─── Task data ───

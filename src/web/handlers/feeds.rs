//! Feed handlers: serving, diagnosing and forcing refreshes.

use std::sync::Arc;

use axum::{
    extract::{Path, State},
    http::header,
    response::{IntoResponse, Response},
    Json,
};
use chrono::{DateTime, Utc};
use serde::Serialize;

use crate::feed::FeedConfig;
use crate::gelbooru::{PostRecord, DIAGNOSTIC_POST_LIMIT};
use crate::refresh::RefreshOutcome;
use crate::web::error::ApiError;
use crate::web::handlers::AppState;

/// Content type of served feeds.
pub const RSS_CONTENT_TYPE: &str = "application/rss+xml; charset=utf-8";

/// Cache status reported by the diagnostic endpoint.
#[derive(Debug, Serialize)]
#[serde(rename_all = "camelCase")]
pub struct CacheStatus {
    /// Whether a document has been produced.
    pub has_cache: bool,
    /// Time of the last successful refresh.
    pub last_update: Option<DateTime<Utc>>,
    /// Whether the next request would trigger a refresh.
    pub needs_update: bool,
    /// Whether a refresh cycle is running.
    pub is_updating: bool,
    /// Number of posts in the cached document.
    pub post_count: usize,
}

/// Response of `GET /test/:feed_id`.
#[derive(Debug, Serialize)]
#[serde(rename_all = "camelCase")]
pub struct TestResponse {
    /// Feed id.
    pub artist_id: String,
    /// Resolved feed configuration.
    pub config: FeedConfig,
    /// Current cache status.
    pub cache: CacheStatus,
    /// Number of posts the diagnostic fetch returned.
    pub posts_found: usize,
    /// First fetched post.
    pub first_post: Option<PostRecord>,
    /// Diagnostic fetch failure, if any.
    #[serde(skip_serializing_if = "Option::is_none")]
    pub fetch_error: Option<String>,
}

/// Response of `GET /refresh/:feed_id`.
#[derive(Debug, Serialize)]
#[serde(rename_all = "camelCase")]
pub struct RefreshResponse {
    /// Whether a new document was committed.
    pub success: bool,
    /// Feed id.
    pub artist_id: String,
    /// Human-readable summary.
    pub message: String,
    /// Detailed outcome.
    #[serde(flatten)]
    pub outcome: RefreshOutcome,
    /// Time of the last successful refresh.
    pub last_update: Option<DateTime<Utc>>,
    /// When the cached document goes stale.
    pub next_update: Option<DateTime<Utc>>,
}

/// Per-feed entry of `GET /refresh-all`.
#[derive(Debug, Serialize)]
#[serde(rename_all = "camelCase")]
pub struct FeedRefreshResult {
    /// Feed id.
    pub artist_id: String,
    /// Outcome for this feed.
    #[serde(flatten)]
    pub outcome: RefreshOutcome,
}

/// Response of `GET /refresh-all`.
#[derive(Debug, Serialize)]
pub struct RefreshAllResponse {
    /// Always true once every feed has been attempted.
    pub success: bool,
    /// Human-readable summary.
    pub message: String,
    /// Per-feed outcomes, in feed id order.
    pub results: Vec<FeedRefreshResult>,
}

fn outcome_message(outcome: &RefreshOutcome) -> String {
    match outcome {
        RefreshOutcome::Updated { post_count } => {
            format!("Cache updated successfully ({post_count} posts)")
        }
        RefreshOutcome::InProgress => "Refresh already in progress".to_string(),
        RefreshOutcome::NoPosts => "No posts found; cache left unchanged".to_string(),
        RefreshOutcome::Failed { error } => format!("Refresh failed: {error}"),
        RefreshOutcome::UnknownFeed => "Unknown feed".to_string(),
    }
}

/// GET /rss/:feed_id - Serve a feed, refreshing it first if stale.
pub async fn get_feed(
    State(state): State<Arc<AppState>>,
    Path(feed_id): Path<String>,
) -> Result<Response, ApiError> {
    if !state.refresher.feeds().contains(&feed_id) {
        return Err(ApiError::UnknownFeed(feed_id));
    }

    if let Some(outcome) = state.refresher.refresh_if_stale(&feed_id).await {
        tracing::debug!("On-demand refresh of {}: {:?}", feed_id, outcome);
    }

    let content = state
        .refresher
        .cache()
        .get(&feed_id)
        .and_then(|entry| entry.content)
        .ok_or_else(|| ApiError::NoContent(feed_id.clone()))?;

    let max_age = state.interval_minutes().saturating_mul(60);
    let headers = [
        (header::CONTENT_TYPE, RSS_CONTENT_TYPE.to_string()),
        (header::CACHE_CONTROL, format!("public, max-age={max_age}")),
    ];

    Ok((headers, content).into_response())
}

/// GET /test/:feed_id - Configuration, cache status and a small upstream fetch.
pub async fn test_feed(
    State(state): State<Arc<AppState>>,
    Path(feed_id): Path<String>,
) -> Result<Json<TestResponse>, ApiError> {
    let refresher = &state.refresher;
    let config = refresher
        .feeds()
        .get(&feed_id)
        .cloned()
        .ok_or_else(|| ApiError::UnknownFeed(feed_id.clone()))?;

    let (posts, fetch_error) = match refresher
        .source()
        .fetch_posts(&config.tag, DIAGNOSTIC_POST_LIMIT)
        .await
    {
        Ok(posts) => (posts, None),
        Err(e) => {
            tracing::warn!("Diagnostic fetch for {} failed: {}", feed_id, e);
            (Vec::new(), Some(e.to_string()))
        }
    };

    let entry = refresher.cache().get(&feed_id).unwrap_or_default();
    let cache = CacheStatus {
        has_cache: entry.has_content(),
        last_update: entry.last_update,
        needs_update: refresher.cache().needs_refresh(&feed_id),
        is_updating: entry.in_progress,
        post_count: entry.post_count,
    };

    Ok(Json(TestResponse {
        artist_id: feed_id,
        config,
        cache,
        posts_found: posts.len(),
        first_post: posts.into_iter().next(),
        fetch_error,
    }))
}

/// GET /refresh/:feed_id - Force a refresh cycle.
pub async fn refresh_feed(
    State(state): State<Arc<AppState>>,
    Path(feed_id): Path<String>,
) -> Result<Json<RefreshResponse>, ApiError> {
    let outcome = state.refresher.try_refresh(&feed_id).await?;
    if outcome == RefreshOutcome::UnknownFeed {
        return Err(ApiError::UnknownFeed(feed_id));
    }

    let cache = state.refresher.cache();
    Ok(Json(RefreshResponse {
        success: outcome.is_updated(),
        message: outcome_message(&outcome),
        last_update: cache.get(&feed_id).and_then(|entry| entry.last_update),
        next_update: cache.next_update(&feed_id),
        artist_id: feed_id,
        outcome,
    }))
}

/// GET /refresh-all - Force a refresh cycle for every feed.
pub async fn refresh_all(State(state): State<Arc<AppState>>) -> Json<RefreshAllResponse> {
    let results = state
        .refresher
        .refresh_all()
        .await
        .into_iter()
        .map(|(artist_id, outcome)| FeedRefreshResult { artist_id, outcome })
        .collect::<Vec<_>>();

    let updated = results.iter().filter(|r| r.outcome.is_updated()).count();
    Json(RefreshAllResponse {
        success: true,
        message: format!(
            "Update of all feeds completed ({updated}/{} updated)",
            results.len()
        ),
        results,
    })
}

───

• **Problem to solve**:
Go through the data and copy every line that includes "async".

• **The completed task**:
pub async fn get_feed(
pub async fn test_feed(
pub async fn refresh_feed(
pub async fn refresh_all(State(state): State<Arc<AppState>>) -> Json<RefreshAllResponse> {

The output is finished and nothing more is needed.